FILE PHOTO: A woman wears a protective face shield during food distribution, as South Africa starts to relax some aspects of a stringent nationwide coronavirus disease (COVID-19) lockdown, in Diepsloot near Johannesburg, South Africa, May 8, 2020. REUTERS/Siphiwe Sibeko/File Photo
Security forces patrolled South Sudan’s capital Juba on August 30, 2021 and many shops were shut as the authorities warned of a tough crackdown against anyone planning to join a planned protest against the government. Police said earlier that organisers did not get a permit, so any protest would be illegal. The demonstration was to coincide with President Salva Kiir’s inauguration of a newly created national parliament, a key condition of a 2018 peace deal that ended the country’s brutal civil war that killed nearly 400,000 people.

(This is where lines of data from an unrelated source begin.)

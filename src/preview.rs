//! Table previews for the presentation layer.
//!
//! A preview bundles what a UI shows before conversion: file details, the
//! first rows of the (cleaned, projected) table and the numeric columns a
//! bar chart would plot.

use crate::error::Result;
use crate::table::{ColumnKind, SourceFile, column_kinds, numeric_columns};
use polars::prelude::DataFrame;
use serde::Serialize;

/// Numeric columns offered for charting.
pub const CHART_COLUMN_LIMIT: usize = 2;

#[derive(Debug, Clone, Serialize)]
pub struct TablePreview {
    pub file_name: String,
    /// Upload size in KiB.
    pub size_kb: f64,
    pub row_count: usize,
    pub column_count: usize,
    pub columns: Vec<(String, ColumnKind)>,
    #[serde(skip)]
    pub head: DataFrame,
    pub chart_columns: Vec<String>,
}

impl TablePreview {
    pub fn build(source: &SourceFile, df: &DataFrame, row_limit: usize) -> Result<Self> {
        let chart_columns = numeric_columns(df)
            .into_iter()
            .take(CHART_COLUMN_LIMIT)
            .collect();

        Ok(Self {
            file_name: source.name().to_owned(),
            size_kb: source.size() as f64 / 1024.0,
            row_count: df.height(),
            column_count: df.width(),
            columns: column_kinds(df),
            head: df.head(Some(row_limit)),
            chart_columns,
        })
    }

    /// Subset of the table to plot.
    pub fn chart_data(&self, df: &DataFrame) -> Result<DataFrame> {
        Ok(df.select(self.chart_columns.iter().map(String::as_str))?)
    }
}
//! Request model and batch execution for file conversion.
//!
//! A [`PipelineRequest`] captures the user's choices for a file. The
//! [`Pipeline`] applies them in a fixed order:
//!
//! 1. detect the format from the file extension
//! 2. decode into a table
//! 3. remove duplicate rows (optional)
//! 4. fill numeric nulls with column means (optional)
//! 5. select and reorder columns
//! 6. build a preview (optional)
//! 7. encode into the target format
//!
//! # Example
//!
//! ```no_run
//! use sweeper::config::SweeperConfig;
//! use sweeper::pipeline::{Pipeline, PipelineRequest};
//! use sweeper::table::SourceFile;
//! use std::path::Path;
//!
//! let request = PipelineRequest::from_json(r#"{"cleaning": {"remove_duplicates": true}}"#)?;
//! let file = SourceFile::from_path(Path::new("customers.csv"))?;
//!
//! let report = Pipeline::new(&SweeperConfig::default()).run_uniform(&[file], &request);
//! for err in report.errors() {
//!     eprintln!("{err}");
//! }
//! # Ok::<(), Box<dyn std::error::Error>>(())
//! ```

pub mod executor;
pub mod spec;

pub use executor::{
    BatchReport, ConvertedFile, FileError, FileJob, FileOutcome, Pipeline, RunSummary,
};
pub use spec::{PipelineRequest, REQUEST_VERSION};
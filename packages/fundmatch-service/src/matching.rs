use color_eyre::Result;
use serde::Serialize;
use time::{Date, OffsetDateTime};

use fundmatch_config::Config;
use fundmatch_domain::{
	UserProfile,
	deadline::{self, DeadlineStatus},
	score, truncate_chars,
};
use fundmatch_limiter::Pacer;
use fundmatch_providers::embedding;
use fundmatch_storage::{ScoredMatch, SimilarityIndex};

const SNIPPET_CHARS: usize = 200;
const KEYWORD_LIMIT: usize = 5;

/// One ranked opportunity for a researcher profile.
#[derive(Clone, Debug, Serialize)]
pub struct MatchRecord {
	pub title: String,
	pub agency: String,
	pub description: String,
	pub keywords: Vec<String>,
	pub deadline: Option<String>,
	pub deadline_status: String,
	pub url: Option<String>,
	pub confidence_score: f32,
	pub similarity_score: f32,
}

/// Embeds the profile as a query, searches the index, and ranks candidates
/// by confidence.
pub async fn match_profile(
	cfg: &Config,
	pacer: &Pacer,
	index: &SimilarityIndex,
	profile: &UserProfile,
) -> Result<Vec<MatchRecord>> {
	tracing::info!(profile = %profile.name, "Matching profile against indexed opportunities.");

	let query = embedding::embed(
		&cfg.providers.embedding,
		pacer,
		cfg.limiter.max_attempts,
		&profile.combined_text,
	)
	.await?;
	let candidates = index.search(&query, cfg.matching.top_k as usize);
	let today = OffsetDateTime::now_utc().date();

	Ok(rank_candidates(cfg, profile, candidates, today))
}

/// Pure ranking step: similarity to confidence, keyword boost, sort, trim.
pub fn rank_candidates(
	cfg: &Config,
	profile: &UserProfile,
	candidates: Vec<ScoredMatch>,
	today: Date,
) -> Vec<MatchRecord> {
	let mut records: Vec<MatchRecord> = candidates
		.into_iter()
		.map(|candidate| {
			let boost = score::keyword_boost(
				&profile.research_interests,
				&candidate.opportunity.keywords,
				cfg.matching.keyword_boost_per_match,
				cfg.matching.keyword_boost_cap,
			);
			let opportunity = candidate.opportunity;
			let status = deadline::deadline_status(opportunity.close_date.as_deref(), today);

			MatchRecord {
				deadline_status: describe_deadline(&status, opportunity.close_date.as_deref()),
				title: opportunity.title,
				agency: opportunity.agency,
				description: snippet(&opportunity.description),
				keywords: opportunity.keywords.into_iter().take(KEYWORD_LIMIT).collect(),
				deadline: opportunity.close_date,
				url: opportunity.url,
				confidence_score: score::final_confidence(candidate.similarity, boost),
				similarity_score: candidate.similarity,
			}
		})
		.collect();

	records.sort_by(|a, b| b.confidence_score.total_cmp(&a.confidence_score));

	records
}

fn snippet(description: &str) -> String {
	let cut = truncate_chars(description, SNIPPET_CHARS);

	if cut.len() < description.len() { format!("{cut}...") } else { cut.to_string() }
}

fn describe_deadline(status: &DeadlineStatus, raw: Option<&str>) -> String {
	match status {
		DeadlineStatus::Rolling => "Rolling deadline".to_string(),
		DeadlineStatus::Closed => "Closed".to_string(),
		DeadlineStatus::Due { days } => format!("Due in {days} days"),
		DeadlineStatus::Unparsed => raw.unwrap_or_default().to_string(),
	}
}

#[cfg(test)]
mod tests {
	use time::macros::date;

	use fundmatch_domain::Opportunity;
	use fundmatch_domain::profile::PersonDocument;

	use super::*;

	fn test_config() -> Config {
		let raw = r#"
[service]
log_level = "info"

[providers.embedding]
provider_id = "test"
api_base    = "http://localhost"
api_key     = "key"
path        = "/"
model       = "m"
dimensions  = 3
timeout_ms  = 1000

[limiter]
calls_per_minute = 10
max_attempts     = 3

[matching]
top_k = 20

[ingest]
funding_dir  = "funding"
ingested_dir = "funding/ingested"
batch_size   = 20

[storage]
index_path  = "data/index.json"
ledger_path = "data/ledger.json"
"#;

		toml::from_str(raw).expect("Failed to parse test config.")
	}

	fn test_profile(interests: &[&str]) -> UserProfile {
		let document: PersonDocument = serde_json::from_value(serde_json::json!({
			"person": {
				"name": "Test Researcher",
				"biographical_information": {
					"research_interests": interests,
				}
			}
		}))
		.expect("Failed to decode test person.");

		UserProfile::assemble(document, &[])
	}

	fn candidate(title: &str, similarity: f32, keywords: &[&str], close_date: Option<&str>) -> ScoredMatch {
		ScoredMatch {
			similarity,
			opportunity: Opportunity {
				title: title.to_string(),
				keywords: keywords.iter().map(|keyword| keyword.to_string()).collect(),
				close_date: close_date.map(|raw| raw.to_string()),
				..Default::default()
			},
		}
	}

	#[test]
	fn keyword_overlap_can_rerank_candidates() {
		let cfg = test_config();
		let profile = test_profile(&["autonomy"]);
		let candidates = vec![
			candidate("Pure similarity", 0.75, &[], None),
			candidate("Boosted", 0.71875, &["autonomy"], None),
		];
		let records = rank_candidates(&cfg, &profile, candidates, date!(2025 - 08 - 01));

		assert_eq!(records.len(), 2);
		assert_eq!(records[0].title, "Boosted");
		assert_eq!(records[0].confidence_score, 76.875);
		assert_eq!(records[0].similarity_score, 0.71875);
		assert_eq!(records[1].confidence_score, 75.0);
	}

	#[test]
	fn records_carry_deadline_status_and_snippets() {
		let cfg = test_config();
		let profile = test_profile(&[]);
		let long_description = "x".repeat(300);
		let mut candidates = vec![candidate("Open call", 0.9, &[], Some("2025-08-20"))];

		candidates[0].opportunity.description = long_description;

		let records = rank_candidates(&cfg, &profile, candidates, date!(2025 - 08 - 01));

		assert_eq!(records[0].deadline_status, "Due in 19 days");
		assert_eq!(records[0].description.len(), 203);
		assert!(records[0].description.ends_with("..."));
	}

	#[test]
	fn rolling_and_closed_deadlines_are_described() {
		let cfg = test_config();
		let profile = test_profile(&[]);
		let candidates = vec![
			candidate("Rolling", 0.9, &[], None),
			candidate("Closed", 0.8, &[], Some("2025-07-01")),
		];
		let records = rank_candidates(&cfg, &profile, candidates, date!(2025 - 08 - 01));

		assert_eq!(records[0].deadline_status, "Rolling deadline");
		assert_eq!(records[1].deadline_status, "Closed");
	}
}
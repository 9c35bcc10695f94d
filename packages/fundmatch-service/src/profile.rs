use std::{fs, path::Path};

use color_eyre::{Result, eyre};

use fundmatch_domain::{UserProfile, profile::PersonDocument};

/// Builds a researcher profile from the person JSON plus any pre-extracted
/// document texts (plain-text files; extraction happens upstream).
pub fn build_user_profile(person_path: &Path, document_paths: &[impl AsRef<Path>]) -> Result<UserProfile> {
	let raw = fs::read_to_string(person_path)
		.map_err(|err| eyre::eyre!("Failed to read person file {person_path:?}: {err}."))?;
	let document: PersonDocument = serde_json::from_str(&raw)
		.map_err(|err| eyre::eyre!("Failed to decode person file {person_path:?}: {err}."))?;
	let mut texts = Vec::with_capacity(document_paths.len());

	for path in document_paths {
		let path = path.as_ref();
		let text = fs::read_to_string(path)
			.map_err(|err| eyre::eyre!("Failed to read document text {path:?}: {err}."))?;

		texts.push(text);
	}

	let profile = UserProfile::assemble(document, &texts);

	if profile.name.is_empty() {
		return Err(eyre::eyre!("Person file {person_path:?} carries no name."));
	}

	tracing::info!(
		profile = %profile.name,
		documents = texts.len(),
		"Assembled researcher profile."
	);

	Ok(profile)
}
use std::time::Duration;

use regex::Regex;

const QUOTA_MARKERS: [&str; 2] = ["429", "RESOURCE_EXHAUSTED"];
const RETRY_DELAY_PATTERN: &str = r"'retryDelay':\s*'(\d+)s'";

/// Classified outcome of one failed call attempt.
#[derive(Clone, Debug, Eq, PartialEq)]
pub enum FailureKind {
	/// The remote service reported quota exhaustion. Waiting is expected to
	/// resolve it.
	Quota { retry_delay: Option<Duration> },
	/// Any other failure. Waiting will not fix it.
	Other,
}

/// Inspects a failure's rendered description for the quota markers the remote
/// service emits.
///
/// The marker tokens match case-sensitively. This textual scan is the only
/// signal the wrapped call exposes; everything downstream depends on the
/// returned variant, not on the raw text.
pub fn classify_failure(description: &str) -> FailureKind {
	if QUOTA_MARKERS.iter().any(|marker| description.contains(marker)) {
		FailureKind::Quota { retry_delay: parse_retry_delay(description) }
	} else {
		FailureKind::Other
	}
}

/// Extracts the `'retryDelay': '<N>s'` hint a quota error may embed.
///
/// Missing or malformed hints degrade to `None`; the exponential step covers
/// those.
fn parse_retry_delay(description: &str) -> Option<Duration> {
	let re = Regex::new(RETRY_DELAY_PATTERN).ok()?;
	let seconds = re.captures(description)?.get(1)?.as_str().parse::<u64>().ok()?;

	Some(Duration::from_secs(seconds))
}

#[cfg(test)]
mod tests {
	use super::*;

	#[test]
	fn recognizes_http_429_marker() {
		let kind = classify_failure("Embedding request failed with status 429 Too Many Requests");

		assert_eq!(kind, FailureKind::Quota { retry_delay: None });
	}

	#[test]
	fn recognizes_resource_exhausted_marker() {
		let kind = classify_failure("RESOURCE_EXHAUSTED: quota exceeded for model");

		assert_eq!(kind, FailureKind::Quota { retry_delay: None });
	}

	#[test]
	fn marker_match_is_case_sensitive() {
		assert_eq!(classify_failure("resource_exhausted: quota exceeded"), FailureKind::Other);
	}

	#[test]
	fn extracts_the_embedded_retry_delay() {
		let description =
			"429 RESOURCE_EXHAUSTED: rate limit, details: {'retryDelay': '45s', 'quota': 'embed'}";
		let kind = classify_failure(description);

		assert_eq!(kind, FailureKind::Quota { retry_delay: Some(Duration::from_secs(45)) });
	}

	#[test]
	fn malformed_retry_delay_falls_back_to_none() {
		let kind = classify_failure("429 quota exceeded, 'retryDelay': 'soon'");

		assert_eq!(kind, FailureKind::Quota { retry_delay: None });
	}

	#[test]
	fn other_failures_are_not_quota() {
		assert_eq!(classify_failure("400 INVALID_ARGUMENT: empty input"), FailureKind::Other);
	}
}
use serde::{Deserialize, Serialize};
use serde_json::Value;

use crate::truncate_chars;

const DOCUMENT_EMBED_CHARS: usize = 3_000;

/// Top-level shape of the researcher's person JSON document.
#[derive(Debug, Deserialize)]
pub struct PersonDocument {
	pub person: Person,
}

#[derive(Debug, Deserialize)]
pub struct Person {
	#[serde(default)]
	pub name: String,
	#[serde(default)]
	pub summary: String,
	#[serde(default)]
	pub biographical_information: Biography,
	#[serde(default)]
	pub links: Vec<Link>,
}

#[derive(Debug, Default, Deserialize)]
pub struct Biography {
	#[serde(default)]
	pub research_interests: Vec<String>,
	#[serde(default)]
	pub education: Vec<Value>,
	#[serde(default)]
	pub awards: Vec<Value>,
}

#[derive(Debug, Deserialize)]
pub struct Link {
	#[serde(default, rename = "type")]
	pub kind: String,
	#[serde(default)]
	pub url: String,
}

/// A researcher profile ready for embedding.
#[derive(Clone, Debug, Serialize)]
pub struct UserProfile {
	pub id: String,
	pub name: String,
	pub summary: String,
	pub research_interests: Vec<String>,
	pub education: Vec<Value>,
	pub awards: Vec<Value>,
	pub links: Vec<String>,
	pub combined_text: String,
}

impl UserProfile {
	/// Assembles a profile from the person document plus any pre-extracted
	/// document texts (extraction itself happens upstream).
	pub fn assemble(document: PersonDocument, document_texts: &[String]) -> Self {
		let person = document.person;
		let biography = person.biographical_information;
		let links: Vec<String> =
			person.links.into_iter().filter(|link| !link.url.is_empty()).map(|link| link.url).collect();
		let combined_text = combined_text(
			&person.name,
			&person.summary,
			&biography.research_interests,
			&biography.education,
			&biography.awards,
			document_texts,
		);
		let id = blake3::hash(person.name.as_bytes()).to_hex().to_string();

		Self {
			id,
			name: person.name,
			summary: person.summary,
			research_interests: biography.research_interests,
			education: biography.education,
			awards: biography.awards,
			links,
			combined_text,
		}
	}
}

fn combined_text(
	name: &str,
	summary: &str,
	research_interests: &[String],
	education: &[Value],
	awards: &[Value],
	document_texts: &[String],
) -> String {
	let mut parts = Vec::new();

	if !name.is_empty() {
		parts.push(format!("Name: {name}"));
	}
	if !summary.is_empty() {
		parts.push(format!("Summary: {summary}"));
	}
	if !research_interests.is_empty() {
		parts.push(format!("Research Interests: {}", research_interests.join(", ")));
	}
	if !education.is_empty() {
		parts.push(format!("Education: {}", encode_values(education)));
	}
	if !awards.is_empty() {
		parts.push(format!("Awards: {}", encode_values(awards)));
	}
	for text in document_texts {
		let trimmed = text.trim();

		if !trimmed.is_empty() {
			parts.push(truncate_chars(trimmed, DOCUMENT_EMBED_CHARS).to_string());
		}
	}

	parts.join("\n\n")
}

fn encode_values(values: &[Value]) -> String {
	serde_json::to_string(values).unwrap_or_default()
}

RFI reports that the People’s Coalition for Civil Action – a broad-based coalition of activists, academics, lawyers, and former government officials – has described the current regime as “a bankrupt political system that has become so dangerous and has subjected our people to immense suffering”.
The government has taken a hard line against the collective and its calls for a peaceful public uprising, arresting at least eight activists and detaining three journalists this month in connection with the demonstrations, according to rights groups.